Jeux Olympiques de Paris 2024 : Non, les boxeuses Imane Khelif et Lin Yu-Ting ne sont pas “des hommes”
Autrice : Lili Pillot, journaliste
Relectrice : Clara Robert-Motta, journaliste
Liens d’intérêts ou fonctions politiques déclarés des intervenants à l’article : aucun
Secrétariat de rédaction : Antoine Mauvy, étudiant en droit à l’université Paris II Panthéon-Assas
Source : Compte Instagram, 29 juillet 2024
Sur les réseaux sociaux, des posts dénoncent la participation de deux “hommes boxeurs” dans la catégorie femme aux JO de Paris. Sauf que les personnes visées, Imane Khelif et Lin Yu-Ting, sont des femmes. Elles avaient été exclues du championnat du monde 2023 après avoir échoué à des “tests de féminité”. Explications.
“Deux hommes qui se disent femmes boxeront dans la catégorie féminine durant #Paris2024. Imane Khelif et Lin Yu-Ting. Cautionner cela, c’est faire un doigt d’honneur aux femmes qui devront les affronter. LA HONTE”.
Ces mots, ce sont ceux de Marguerite Stern sur X, ancienne Femen désormais engagée dans la lutte contre ce qu’elle qualifie de “transactivisme”. Régulièrement, elle poste du contenu pour critiquer la participation de femmes transgenres à des compétitions de sport féminines. Ce qui fait d’ailleurs souvent l’objet de polémiques et de fake news, comme nous l’avons déjà surligné.
Sauf que cette fois-ci, Marguerite Stern s’est trompée. Elle reconnait, au moins partiellement, avoir fait une erreur : “MEA CULPA. Imane Khelif et Lin Yu-Ting […] seraient peut-être intersexes”, écrit-elle dans un nouveau tweet le 28 juillet, tout en supprimant le précédent.

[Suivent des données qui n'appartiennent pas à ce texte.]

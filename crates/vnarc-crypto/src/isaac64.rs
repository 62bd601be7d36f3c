//! ISAAC-64 generator and the AZ System keystream built on it
//!
//! [`Isaac64`] is Bob Jenkins' reference ISAAC-64 (`RANDSIZL = 8`).
//! [`AzIsaacKeystream`] seeds it from a single 32-bit key through a
//! Knuth-style linear fill instead of ISAAC's usual seeding, keeps the low
//! 32 bits of the first 256 results and XORs entry bytes with rotated
//! keystream words.

const RANDSIZL: u32 = 8;
const RANDSIZ: usize = 1 << RANDSIZL;
const GOLDEN_RATIO: u64 = 0x9E37_79B9_7F4A_7C13;

/// Size of the expanded 32-bit seed buffer
const SEED_WORDS: usize = RANDSIZ * 2;
const SEED_MULTIPLIER: u32 = 0x9E37_79B9;
const KEYSTREAM_SALT: u32 = 0x0100_0193;

/// Reference ISAAC-64 state
#[derive(Clone)]
pub struct Isaac64 {
    rsl: [u64; RANDSIZ],
    mm: [u64; RANDSIZ],
    aa: u64,
    bb: u64,
    cc: u64,
}

impl std::fmt::Debug for Isaac64 {
    fn fmt(&self, f: &mut std::fmt::Formatter<'_>) -> std::fmt::Result {
        f.debug_struct("Isaac64").finish_non_exhaustive()
    }
}

#[inline]
fn mix(x: &mut [u64; 8]) {
    let [a, b, c, d, e, f, g, h] = x;
    *a = a.wrapping_sub(*e);
    *f ^= *h >> 9;
    *h = h.wrapping_add(*a);
    *b = b.wrapping_sub(*f);
    *g ^= *a << 9;
    *a = a.wrapping_add(*b);
    *c = c.wrapping_sub(*g);
    *h ^= *b >> 23;
    *b = b.wrapping_add(*c);
    *d = d.wrapping_sub(*h);
    *a ^= *c << 15;
    *c = c.wrapping_add(*d);
    *e = e.wrapping_sub(*a);
    *b ^= *d >> 14;
    *d = d.wrapping_add(*e);
    *f = f.wrapping_sub(*b);
    *c ^= *e << 20;
    *e = e.wrapping_add(*f);
    *g = g.wrapping_sub(*c);
    *d ^= *f >> 17;
    *f = f.wrapping_add(*g);
    *h = h.wrapping_sub(*d);
    *e ^= *g << 14;
    *g = g.wrapping_add(*h);
}

impl Isaac64 {
    /// Initialise from a full seed block (`randinit` with `flag = TRUE`)
    pub fn from_seed(seed: [u64; RANDSIZ]) -> Self {
        let mut state = Self {
            rsl: seed,
            mm: [0; RANDSIZ],
            aa: 0,
            bb: 0,
            cc: 0,
        };

        let mut x = [GOLDEN_RATIO; 8];
        for _ in 0..4 {
            mix(&mut x);
        }

        // First pass folds in the seed, second pass folds in the first pass
        for i in (0..RANDSIZ).step_by(8) {
            for (j, v) in x.iter_mut().enumerate() {
                *v = v.wrapping_add(state.rsl[i + j]);
            }
            mix(&mut x);
            state.mm[i..i + 8].copy_from_slice(&x);
        }
        for i in (0..RANDSIZ).step_by(8) {
            for (j, v) in x.iter_mut().enumerate() {
                *v = v.wrapping_add(state.mm[i + j]);
            }
            mix(&mut x);
            state.mm[i..i + 8].copy_from_slice(&x);
        }

        state.generate();
        state
    }

    #[inline]
    fn ind(&self, x: u64) -> u64 {
        self.mm[((x >> 3) as usize) & (RANDSIZ - 1)]
    }

    /// Produce the next block of 256 results
    pub fn generate(&mut self) {
        let mut a = self.aa;
        self.cc = self.cc.wrapping_add(1);
        let mut b = self.bb.wrapping_add(self.cc);

        for i in 0..RANDSIZ {
            a = match i % 4 {
                0 => !(a ^ (a << 21)),
                1 => a ^ (a >> 5),
                2 => a ^ (a << 12),
                _ => a ^ (a >> 33),
            };
            let x = self.mm[i];
            a = a.wrapping_add(self.mm[(i + RANDSIZ / 2) & (RANDSIZ - 1)]);
            let y = self.ind(x).wrapping_add(a).wrapping_add(b);
            self.mm[i] = y;
            b = self.ind(y >> RANDSIZL).wrapping_add(x);
            self.rsl[i] = b;
        }

        self.aa = a;
        self.bb = b;
    }

    /// Results of the most recent block
    pub fn results(&self) -> &[u64; RANDSIZ] {
        &self.rsl
    }
}

/// Expand a 32-bit seed into 256 little-endian packed 64-bit words
pub fn expand_seed(seed: u32) -> [u64; RANDSIZ] {
    let mut words = [0u32; SEED_WORDS];
    words[0] = seed;
    for i in 1..SEED_WORDS {
        let prev = words[i - 1];
        words[i] = (i as u32).wrapping_add(SEED_MULTIPLIER.wrapping_mul(prev ^ (prev >> 30)));
    }

    let mut packed = [0u64; RANDSIZ];
    for (out, pair) in packed.iter_mut().zip(words.chunks_exact(2)) {
        *out = u64::from(pair[0]) | (u64::from(pair[1]) << 32);
    }
    packed
}

/// ISAAC-derived keystream used for AZ System entry payloads
#[derive(Debug, Clone, PartialEq, Eq)]
pub struct AzIsaacKeystream {
    key: Box<[u32; RANDSIZ]>,
}

impl AzIsaacKeystream {
    /// Build the keystream table for `seed`
    pub fn new(seed: u32) -> Self {
        let isaac = Isaac64::from_seed(expand_seed(seed));
        let mut key = Box::new([0u32; RANDSIZ]);
        for (k, r) in key.iter_mut().zip(isaac.results()) {
            *k = *r as u32;
        }
        Self { key }
    }

    /// Keystream words
    pub fn words(&self) -> &[u32; RANDSIZ] {
        &self.key
    }

    /// XOR `data` in place; `position` is the offset of `data[0]` in the entry
    pub fn apply(&self, data: &mut [u8], position: u64) {
        for (pos, byte) in (position..).zip(data.iter_mut()) {
            let word = self.key[(pos as usize) & (RANDSIZ - 1)] ^ KEYSTREAM_SALT;
            *byte ^= word.rotate_left(((pos >> 8) & 0x1F) as u32) as u8;
        }
    }
}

Ce qui n’a pas empêché un compte Instagram de publier la fausse information telle quelle, le 29 juillet. Sauf que les deux athlètes concernées, l’une algérienne et l’autre taïwanaise, sont bien des femmes reconnues comme telles juridiquement. C’est suffisant aux yeux du CIO pour qu’elles concourent chez les femmes.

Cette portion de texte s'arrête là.